Heures de sommeil et risque d'AVC
Certes, il faut avoir un sommeil de durée suffisante pour contribuer à préserver sa santé. Mais il se pourrait bien que trop dormir ne soit pas sans danger.
Une étude prospective visant à explorer une éventuelle association entre la durée du sommeil et l'incidence des AVC dans une population britannique a été conduite par Leng et al. En plus de cette étude proprement dite, les auteurs ont rédigé une synthèse tenant compte de leurs résultats et de ceux des autres études concernant la même question. Ils en ont fait une méta-analyse.
Association significative
Les 9.692 personnes qu'ils ont enrôlées dans cette recherche étaient âgées de 42 à 81 ans et appartenaient à la cohorte de l'European Prospective Investigation into Cancer-Norfolk. Elles étaient toutes indemnes d'AVC à leur entrée dans l'étude et ont déclaré leurs heures de sommeil entre 1998 et 2000 puis entre 2002 et 2004. Tous les cas d'accident cérébro-vasculaire ont été enregistrés jusqu'en mars 2009. Pour la méta-analyse, les études prospectives publiées jusqu'en mai 2014 ont été prises en compte. Après 9,5 années de suivi, il y avait eu 346 cas d'AVC. Un sommeil de longue durée était significativement associé à un risque accru d'AVC (Hazard ratio = 1,46) après ajustement pour toutes les covariables. L'association restait nette chez les personnes qui n'avaient aucune affection préexistante et celles qui déclaraient bien dormir. Par contre, l'association avec un sommeil de plus courte durée était nettement moins marquée (HR = 1,18) et statistiquement non significative.

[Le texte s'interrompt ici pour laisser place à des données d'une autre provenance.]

use chrono::{DateTime, Utc};
use serde::{Deserialize, Serialize};

use crate::language::language_for_path;

/// A project: an ordered set of files imported from one source.
///
/// `files` keeps creation order (not filesystem order). Files are addressed by
/// `id`, never by path, so renames leave every reference intact.
#[derive(Debug, Clone, PartialEq, Serialize, Deserialize)]
pub struct Project {
    pub id: String,           // UUID v4 text
    pub name: String,
    pub source: ProjectSource,
    pub created_at: DateTime<Utc>,
    pub files: Vec<FileRecord>,
    /// Explicit directory entries. Directories implied by file paths are not listed.
    #[serde(default)]
    pub folders: Vec<String>,
    #[serde(default)]
    pub analysis: Option<ProjectAnalysis>,
    #[serde(default)]
    pub chat: Vec<ChatMessage>,
}

impl Project {
    pub fn new(name: impl Into<String>, source: ProjectSource, files: Vec<FileRecord>) -> Self {
        Self {
            id: uuid::Uuid::new_v4().to_string(),
            name: name.into(),
            source,
            created_at: Utc::now(),
            files,
            folders: Vec::new(),
            analysis: None,
            chat: Vec::new(),
        }
    }

    pub fn file(&self, id: &str) -> Option<&FileRecord> {
        self.files.iter().find(|f| f.id == id)
    }

    pub fn file_by_path(&self, path: &str) -> Option<&FileRecord> {
        self.files.iter().find(|f| f.path == path)
    }

    /// Newline-joined list of every file path, sent to the assistant as
    /// cross-file context.
    pub fn context(&self) -> String {
        self.files
            .iter()
            .map(|f| f.path.as_str())
            .collect::<Vec<_>>()
            .join("\n")
    }
}

/// Where a project's files came from.
#[derive(Debug, Clone, PartialEq, Eq, Serialize, Deserialize)]
#[serde(tag = "kind", rename_all = "snake_case")]
pub enum ProjectSource {
    GitHub { owner: String, repo: String, branch: String },
    Folder { path: String },
    Blank,
}

/// One file in a project.
#[derive(Debug, Clone, PartialEq, Serialize, Deserialize)]
pub struct FileRecord {
    pub id: String,
    pub name: String,
    pub path: String,
    pub content: String,
    pub language: String,
    /// AI-proposed replacement awaiting accept/reject. Single slot.
    #[serde(default)]
    pub staged_content: Option<String>,
    /// Prior contents, oldest first. Append-only.
    #[serde(default)]
    pub versions: Vec<VersionSnapshot>,
    #[serde(default)]
    pub analysis: Option<Analysis>,
}

impl FileRecord {
    /// Builds a record with a fresh UUID id; name and language derive from `path`.
    pub fn new(path: impl Into<String>, content: impl Into<String>) -> Self {
        Self::with_id(uuid::Uuid::new_v4().to_string(), path, content)
    }

    pub fn with_id(id: impl Into<String>, path: impl Into<String>, content: impl Into<String>) -> Self {
        let path = path.into();
        Self {
            id: id.into(),
            name: file_name(&path).to_owned(),
            language: language_for_path(&path),
            path,
            content: content.into(),
            staged_content: None,
            versions: Vec::new(),
            analysis: None,
        }
    }

    /// Moves the file to `path`, refreshing the derived name and language.
    pub fn rename(&mut self, path: impl Into<String>) {
        let path = path.into();
        self.name = file_name(&path).to_owned();
        self.language = language_for_path(&path);
        self.path = path;
    }
}

/// Last slash-delimited segment of `path`.
pub fn file_name(path: &str) -> &str {
    path.rsplit('/').next().unwrap_or(path)
}

/// Immutable copy of a file's content taken right before it was replaced.
#[derive(Debug, Clone, PartialEq, Eq, Serialize, Deserialize)]
pub struct VersionSnapshot {
    pub id: String,           // UUID v4 text
    pub created_at: DateTime<Utc>,
    pub content: String,
    pub description: String,
}

/// Overall verdict of a file analysis.
#[derive(Debug, Clone, Copy, PartialEq, Eq, Serialize, Deserialize)]
#[serde(rename_all = "SCREAMING_SNAKE_CASE")]
pub enum SafetyStatus {
    Safe,
    Warning,
    Danger,
}

impl SafetyStatus {
    pub fn label(self) -> &'static str {
        match self {
            SafetyStatus::Safe => "SAFE",
            SafetyStatus::Warning => "WARNING",
            SafetyStatus::Danger => "DANGER",
        }
    }
}

/// Issue severity, most severe first.
#[derive(Debug, Clone, Copy, PartialEq, Eq, PartialOrd, Ord, Serialize, Deserialize)]
#[serde(rename_all = "lowercase")]
pub enum Severity {
    Critical,
    High,
    Medium,
    Low,
    Info,
}

impl Severity {
    pub fn label(self) -> &'static str {
        match self {
            Severity::Critical => "critical",
            Severity::High => "high",
            Severity::Medium => "medium",
            Severity::Low => "low",
            Severity::Info => "info",
        }
    }

    /// Lenient parse used on model output. Unknown labels map to `Info`.
    pub fn parse_lenient(raw: &str) -> Self {
        match raw.trim().to_ascii_lowercase().as_str() {
            "critical" | "blocker" => Severity::Critical,
            "high" | "major" | "error" => Severity::High,
            "medium" | "moderate" | "warning" => Severity::Medium,
            "low" | "minor" => Severity::Low,
            _ => Severity::Info,
        }
    }
}

/// A single finding from an analysis.
#[derive(Debug, Clone, PartialEq, Eq, Serialize, Deserialize)]
pub struct Issue {
    pub title: String,
    pub description: String,
    pub severity: Severity,
    #[serde(default)]
    pub line: Option<u32>,
    #[serde(default)]
    pub suggestion: Option<String>,
}

/// Cached per-file analysis. Cleared whenever the file content is replaced
/// through accept or revert.
#[derive(Debug, Clone, PartialEq, Eq, Serialize, Deserialize)]
pub struct Analysis {
    pub status: SafetyStatus,
    pub quality_score: u8,
    pub security_score: u8,
    pub performance_score: u8,
    pub summary: String,
    pub issues: Vec<Issue>,
}

/// Cached whole-project analysis.
#[derive(Debug, Clone, PartialEq, Eq, Serialize, Deserialize)]
pub struct ProjectAnalysis {
    pub summary: String,
    pub architecture_score: u8,
    #[serde(default)]
    pub highlights: Vec<String>,
    #[serde(default)]
    pub issues: Vec<Issue>,
}

#[derive(Debug, Clone, Copy, PartialEq, Eq, Serialize, Deserialize)]
#[serde(rename_all = "lowercase")]
pub enum ChatRole {
    User,
    Assistant,
}

/// One turn of the project chat transcript.
#[derive(Debug, Clone, PartialEq, Eq, Serialize, Deserialize)]
pub struct ChatMessage {
    pub role: ChatRole,
    pub text: String,
    pub created_at: DateTime<Utc>,
}

impl ChatMessage {
    pub fn new(role: ChatRole, text: impl Into<String>) -> Self {
        Self { role, text: text.into(), created_at: Utc::now() }
    }
}

#[cfg(test)]
mod tests {
    use super::*;

    #[test]
    fn new_file_derives_name_and_language() {
        let f = FileRecord::new("src/app/main.rs", "fn main() {}");
        assert_eq!(f.name, "main.rs");
        assert_eq!(f.language, "rs");
        assert!(f.staged_content.is_none());
        assert!(f.versions.is_empty());
    }

    #[test]
    fn rename_keeps_id() {
        let mut f = FileRecord::new("a.js", "x");
        let id = f.id.clone();
        f.rename("lib/b.ts");
        assert_eq!(f.id, id);
        assert_eq!(f.name, "b.ts");
        assert_eq!(f.language, "ts");
    }

    #[test]
    fn severity_lenient_parse() {
        assert_eq!(Severity::parse_lenient("HIGH"), Severity::High);
        assert_eq!(Severity::parse_lenient(" minor "), Severity::Low);
        assert_eq!(Severity::parse_lenient("whatever"), Severity::Info);
    }

    #[test]
    fn project_context_lists_paths_in_order() {
        let p = Project::new(
            "demo",
            ProjectSource::Blank,
            vec![FileRecord::new("b.rs", ""), FileRecord::new("a/c.rs", "")],
        );
        assert_eq!(p.context(), "b.rs\na/c.rs");
    }
}
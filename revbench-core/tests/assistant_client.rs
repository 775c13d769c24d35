//! Integration tests for the chat-completions client against a mock server.

use pretty_assertions::assert_eq;
use revbench_core::assistant::{AnalysisRequest, AssistantClient, FixRequest};
use revbench_core::config::AssistantConfig;
use revbench_core::types::{SafetyStatus, Severity};
use revbench_core::AssistantError;
use serde_json::json;
use wiremock::matchers::{body_partial_json, header, method, path};
use wiremock::{Mock, MockServer, ResponseTemplate};

fn client(server: &MockServer, key: Option<&str>) -> AssistantClient {
    AssistantClient::from_config(&AssistantConfig::default())
        .unwrap()
        .with_base_url(&server.uri())
        .with_api_key(key.map(str::to_owned))
}

fn reply(text: &str) -> ResponseTemplate {
    ResponseTemplate::new(200).set_body_json(json!({
        "id": "cmpl-1",
        "choices": [{ "index": 0, "message": { "role": "assistant", "content": text } }]
    }))
}

fn fix_request() -> FixRequest {
    FixRequest {
        token: 7,
        project_id: "p1".into(),
        file_id: "f1".into(),
        path: "app.py".into(),
        content: "def f(x): return eval(x)".into(),
        instruction: "remove eval".into(),
        language: "py".into(),
        context: "app.py".into(),
    }
}

#[tokio::test]
async fn propose_fix_strips_fences_and_sends_model() {
    let server = MockServer::start().await;
    Mock::given(method("POST"))
        .and(path("/chat/completions"))
        .and(header("authorization", "Bearer sk-test"))
        .and(body_partial_json(json!({ "model": "gpt-4o-mini" })))
        .respond_with(reply("```python\ndef f(x):\n    return int(x)\n```"))
        .expect(1)
        .mount(&server)
        .await;

    let fixed = client(&server, Some("sk-test")).propose_fix(&fix_request()).await.unwrap();
    assert_eq!(fixed, "def f(x):\n    return int(x)\n");
}

#[tokio::test]
async fn analyze_file_parses_json_reply() {
    let server = MockServer::start().await;
    Mock::given(method("POST"))
        .and(path("/chat/completions"))
        .respond_with(reply(
            r#"{"status":"DANGER","quality_score":40,"security_score":10,"performance_score":80,
                "summary":"eval on input","issues":[{"title":"eval","description":"RCE","severity":"critical","line":1}]}"#,
        ))
        .mount(&server)
        .await;

    let req = AnalysisRequest {
        token: 1,
        project_id: "p1".into(),
        file_id: "f1".into(),
        path: "app.py".into(),
        content: "eval(input())".into(),
        language: "py".into(),
        context: "app.py".into(),
    };
    let analysis = client(&server, None).analyze_file(&req).await.unwrap();
    assert_eq!(analysis.status, SafetyStatus::Danger);
    assert_eq!(analysis.security_score, 10);
    assert_eq!(analysis.issues.len(), 1);
    assert_eq!(analysis.issues[0].severity, Severity::Critical);
}

#[tokio::test]
async fn non_success_status_surfaces_body() {
    let server = MockServer::start().await;
    Mock::given(method("POST"))
        .and(path("/chat/completions"))
        .respond_with(ResponseTemplate::new(429).set_body_string("rate limited"))
        .mount(&server)
        .await;

    let err = client(&server, None).propose_fix(&fix_request()).await.unwrap_err();
    match err {
        AssistantError::Status { status, body } => {
            assert_eq!(status, 429);
            assert_eq!(body, "rate limited");
        }
        other => panic!("unexpected error: {other:?}"),
    }
}

#[tokio::test]
async fn empty_choice_is_an_error() {
    let server = MockServer::start().await;
    Mock::given(method("POST"))
        .and(path("/chat/completions"))
        .respond_with(ResponseTemplate::new(200).set_body_json(json!({ "choices": [] })))
        .mount(&server)
        .await;

    let err = client(&server, None).propose_fix(&fix_request()).await.unwrap_err();
    assert!(matches!(err, AssistantError::EmptyResponse));
}
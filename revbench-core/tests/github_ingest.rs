//! Integration tests for GitHub ingestion against a mock host.
//!
//! One `MockServer` plays both the REST API (`/repos/...`) and the raw
//! content host (mounted under `/raw`).

use std::time::Duration;

use pretty_assertions::assert_eq;
use revbench_core::ingest::{self, GitHubClient};
use revbench_core::types::ProjectSource;
use revbench_core::{Action, IngestError, Workbench};
use serde_json::json;
use wiremock::matchers::{method, path, path_regex};
use wiremock::{Mock, MockServer, ResponseTemplate};

fn client(server: &MockServer) -> GitHubClient {
    GitHubClient::new()
        .unwrap()
        .with_bases(&server.uri(), &format!("{}/raw", server.uri()))
        .with_token(None)
}

async fn mount_repo(server: &MockServer, tree: serde_json::Value) {
    Mock::given(method("GET"))
        .and(path("/repos/octo/demo"))
        .respond_with(ResponseTemplate::new(200).set_body_json(json!({ "default_branch": "main" })))
        .mount(server)
        .await;
    Mock::given(method("GET"))
        .and(path("/repos/octo/demo/git/trees/main"))
        .respond_with(ResponseTemplate::new(200).set_body_json(json!({ "sha": "root", "tree": tree })))
        .mount(server)
        .await;
}

fn blob(server: &MockServer, path: &str, sha: &str) -> serde_json::Value {
    json!({
        "path": path,
        "mode": "100644",
        "type": "blob",
        "sha": sha,
        "url": format!("{}/blobs/{sha}", server.uri()),
    })
}

async fn mount_raw(server: &MockServer, file: &str, body: &str) {
    Mock::given(method("GET"))
        .and(path(format!("/raw/octo/demo/main/{file}")))
        .respond_with(ResponseTemplate::new(200).set_body_string(body))
        .mount(server)
        .await;
}

#[tokio::test]
async fn readme_end_to_end() {
    let server = MockServer::start().await;
    mount_repo(&server, json!([blob(&server, "README.md", "sha-readme")])).await;
    mount_raw(&server, "README.md", "# Hello").await;

    let fetched = client(&server).fetch_repository("octo", "demo").await.unwrap();
    assert_eq!(fetched.branch, "main");
    assert_eq!(fetched.files.len(), 1);
    let file = &fetched.files[0];
    assert_eq!(file.id, "sha-readme");
    assert_eq!(file.name, "README.md");
    assert_eq!(file.path, "README.md");
    assert_eq!(file.content, "# Hello");
    assert_eq!(file.language, "md");
}

#[tokio::test]
async fn filters_denylist_and_directories() {
    let server = MockServer::start().await;
    mount_repo(
        &server,
        json!([
            blob(&server, "src/main.rs", "s1"),
            { "path": "src", "mode": "040000", "type": "tree", "sha": "t1" },
            blob(&server, "node_modules/left-pad/index.js", "s2"),
            blob(&server, "package-lock.json", "s3"),
            blob(&server, "README.md", "s4"),
        ]),
    )
    .await;
    Mock::given(method("GET"))
        .and(path_regex(r"^/raw/octo/demo/main/.+$"))
        .respond_with(ResponseTemplate::new(200).set_body_string("x"))
        .mount(&server)
        .await;

    let fetched = client(&server).fetch_repository("octo", "demo").await.unwrap();
    let paths: Vec<&str> = fetched.files.iter().map(|f| f.path.as_str()).collect();
    assert_eq!(paths, vec!["src/main.rs", "README.md"]);
}

#[tokio::test]
async fn truncates_to_thirty_in_tree_order() {
    let server = MockServer::start().await;
    let tree: Vec<_> = (0..45).map(|i| blob(&server, &format!("f{i:02}.txt"), &format!("s{i}"))).collect();
    mount_repo(&server, json!(tree)).await;
    Mock::given(method("GET"))
        .and(path_regex(r"^/raw/octo/demo/main/.+$"))
        .respond_with(ResponseTemplate::new(200).set_body_string("x"))
        .mount(&server)
        .await;

    let fetched = client(&server).fetch_repository("octo", "demo").await.unwrap();
    assert_eq!(fetched.files.len(), 30);
    assert_eq!(fetched.files[0].path, "f00.txt");
    assert_eq!(fetched.files[29].path, "f29.txt");
}

#[tokio::test]
async fn result_order_ignores_completion_order() {
    let server = MockServer::start().await;
    mount_repo(&server, json!([blob(&server, "slow.txt", "s1"), blob(&server, "fast.txt", "s2")])).await;
    Mock::given(method("GET"))
        .and(path("/raw/octo/demo/main/slow.txt"))
        .respond_with(ResponseTemplate::new(200).set_body_string("slow").set_delay(Duration::from_millis(200)))
        .mount(&server)
        .await;
    mount_raw(&server, "fast.txt", "fast").await;

    let fetched = client(&server).fetch_repository("octo", "demo").await.unwrap();
    let contents: Vec<&str> = fetched.files.iter().map(|f| f.content.as_str()).collect();
    assert_eq!(contents, vec!["slow", "fast"]);
}

#[tokio::test]
async fn raw_failure_falls_back_to_blob() {
    let server = MockServer::start().await;
    mount_repo(&server, json!([blob(&server, "README.md", "sha-readme")])).await;
    Mock::given(method("GET"))
        .and(path("/blobs/sha-readme"))
        .respond_with(
            ResponseTemplate::new(200).set_body_json(json!({ "content": "IyBI\nZWxs\nbw==\n", "encoding": "base64" })),
        )
        .mount(&server)
        .await;

    let fetched = client(&server).fetch_repository("octo", "demo").await.unwrap();
    assert_eq!(fetched.files.len(), 1);
    assert_eq!(fetched.files[0].content, "# Hello");
}

#[tokio::test]
async fn file_failing_both_paths_is_dropped() {
    let server = MockServer::start().await;
    mount_repo(&server, json!([blob(&server, "a.txt", "sa"), blob(&server, "b.txt", "sb")])).await;
    mount_raw(&server, "a.txt", "alpha").await;
    Mock::given(method("GET"))
        .and(path("/blobs/sb"))
        .respond_with(ResponseTemplate::new(500))
        .mount(&server)
        .await;

    let fetched = client(&server).fetch_repository("octo", "demo").await.unwrap();
    let paths: Vec<&str> = fetched.files.iter().map(|f| f.path.as_str()).collect();
    assert_eq!(paths, vec!["a.txt"]);
}

#[tokio::test]
async fn missing_repository_is_not_found() {
    let server = MockServer::start().await;
    let err = client(&server).fetch_repository("octo", "missing").await.unwrap_err();
    assert!(matches!(err, IngestError::RepositoryNotFound { ref owner, ref repo } if owner == "octo" && repo == "missing"));
}

#[tokio::test]
async fn tree_failure_reports_status() {
    let server = MockServer::start().await;
    Mock::given(method("GET"))
        .and(path("/repos/octo/demo"))
        .respond_with(ResponseTemplate::new(200).set_body_json(json!({ "default_branch": "trunk" })))
        .mount(&server)
        .await;
    Mock::given(method("GET"))
        .and(path("/repos/octo/demo/git/trees/trunk"))
        .respond_with(ResponseTemplate::new(409))
        .mount(&server)
        .await;

    let err = client(&server).fetch_repository("octo", "demo").await.unwrap_err();
    assert!(matches!(err, IngestError::TreeFetch { ref branch, status: 409 } if branch == "trunk"));
}

#[tokio::test]
async fn nothing_left_after_filter() {
    let server = MockServer::start().await;
    mount_repo(&server, json!([blob(&server, "node_modules/x.js", "s1"), blob(&server, "yarn.lock", "s2")])).await;
    let err = client(&server).fetch_repository("octo", "demo").await.unwrap_err();
    assert!(matches!(err, IngestError::NoReadableFiles));
}

#[tokio::test]
async fn import_builds_github_project() {
    let server = MockServer::start().await;
    mount_repo(&server, json!([blob(&server, "README.md", "sha-readme")])).await;
    mount_raw(&server, "README.md", "# Hello").await;

    let project = ingest::import_github(&client(&server), "https://github.com/octo/demo", None)
        .await
        .unwrap();
    assert_eq!(project.name, "demo");
    assert_eq!(
        project.source,
        ProjectSource::GitHub { owner: "octo".into(), repo: "demo".into(), branch: "main".into() }
    );
    assert_eq!(project.files.len(), 1);
}

#[tokio::test]
async fn identical_blobs_get_distinct_ids() {
    let server = MockServer::start().await;
    mount_repo(
        &server,
        json!([
            blob(&server, "a/__init__.py", "e69de29"),
            blob(&server, "b/__init__.py", "e69de29"),
            blob(&server, "main.py", "s-main"),
        ]),
    )
    .await;
    mount_raw(&server, "a/__init__.py", "").await;
    mount_raw(&server, "b/__init__.py", "").await;
    mount_raw(&server, "main.py", "print('hi')").await;

    let project = ingest::import_github(&client(&server), "octo/demo", None).await.unwrap();
    let ids: Vec<&str> = project.files.iter().map(|f| f.id.as_str()).collect();
    assert_eq!(ids.len(), 3);
    assert!(ids[0] != ids[1] && ids[1] != ids[2] && ids[0] != ids[2]);

    let b = project.file_by_path("b/__init__.py").unwrap().id.clone();
    let wb = Workbench::default().apply(Action::CreateProject(project));
    let wb = wb.apply(Action::SelectFile { file_id: b.clone() });
    assert_eq!(wb.active_file().unwrap().path, "b/__init__.py");

    let wb = wb.apply(Action::DeleteFile { file_id: b });
    let mut left: Vec<&str> = wb.active_project().unwrap().files.iter().map(|f| f.path.as_str()).collect();
    left.sort_unstable();
    assert_eq!(left, vec!["a/__init__.py", "main.py"]);
}

#[tokio::test]
async fn every_fetch_failing_is_no_readable_files() {
    let server = MockServer::start().await;
    mount_repo(&server, json!([blob(&server, "a.txt", "sa"), blob(&server, "b.txt", "sb")])).await;
    Mock::given(method("GET"))
        .and(path_regex(r"^/(raw/.+|blobs/.+)$"))
        .respond_with(ResponseTemplate::new(500))
        .mount(&server)
        .await;

    let err = client(&server).fetch_repository("octo", "demo").await.unwrap_err();
    assert!(matches!(err, IngestError::NoReadableFiles));
}
//! Owned request/response types for the render thread.
//!
//! Nothing here borrows, so payloads cross the channel and sit in `AppState`
//! until the next request replaces them.

use std::hash::{DefaultHasher, Hash, Hasher};

use ratatui::text::Line;
use revbench_core::diff::DiffStats;

/// What the editor panel shows for a file.
#[derive(Debug, Clone, Copy, PartialEq, Eq, Hash)]
pub enum ViewKind {
    /// Highlighted live content.
    Source,
    /// Live content on the left, staged proposal on the right.
    Review,
}

/// Identifies the exact content a rendered view was built from.
#[derive(Debug, Clone, PartialEq, Eq)]
pub struct ViewKey {
    pub project_id: String,
    pub file_id: String,
    pub kind: ViewKind,
    /// Hash of the path and every text the view was built from.
    pub fingerprint: u64,
}

impl ViewKey {
    pub fn new(project_id: &str, file_id: &str, kind: ViewKind, parts: &[&str]) -> Self {
        let mut hasher = DefaultHasher::new();
        for part in parts {
            part.hash(&mut hasher);
        }
        Self {
            project_id: project_id.to_owned(),
            file_id: file_id.to_owned(),
            kind,
            fingerprint: hasher.finish(),
        }
    }
}

/// Work sent from the main thread to the render thread.
#[derive(Debug)]
pub enum RenderRequest {
    Source { key: ViewKey, path: String, content: String },
    Review { key: ViewKey, path: String, current: String, staged: String },
}

/// Highlighted output for one view.
///
/// For `Source` views only `left` is filled. For `Review` views `left` and
/// `right` are row-aligned: `left[i]` and `right[i]` belong on the same
/// screen row.
#[derive(Debug)]
pub struct RenderedView {
    pub key: ViewKey,
    pub left: Vec<Line<'static>>,
    pub right: Vec<Line<'static>>,
    /// Row indices where a run of changed rows starts. Used by `[` / `]`.
    pub change_rows: Vec<usize>,
    pub stats: Option<DiffStats>,
}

Le risque d'AVC était plus élevé chez ceux qui déclaraient un sommeil constamment long ou un allongement de la durée du sommeil avec le temps, que chez ceux qui disaient avoir un sommeil de durée moyenne. Ces données sont compatibles avec celles du HR globalisé obtenu par la méta-analyse actualisée des études disponibles (1,15 pour les petits dormeurs et 1,45 pour les grands dormeurs.
L'excès nuit en tout
Les auteurs concluent qu'un sommeil prolongé constitue un marqueur potentiel du risque futur d'AVC dans une population vieillissante en bonne santé apparente.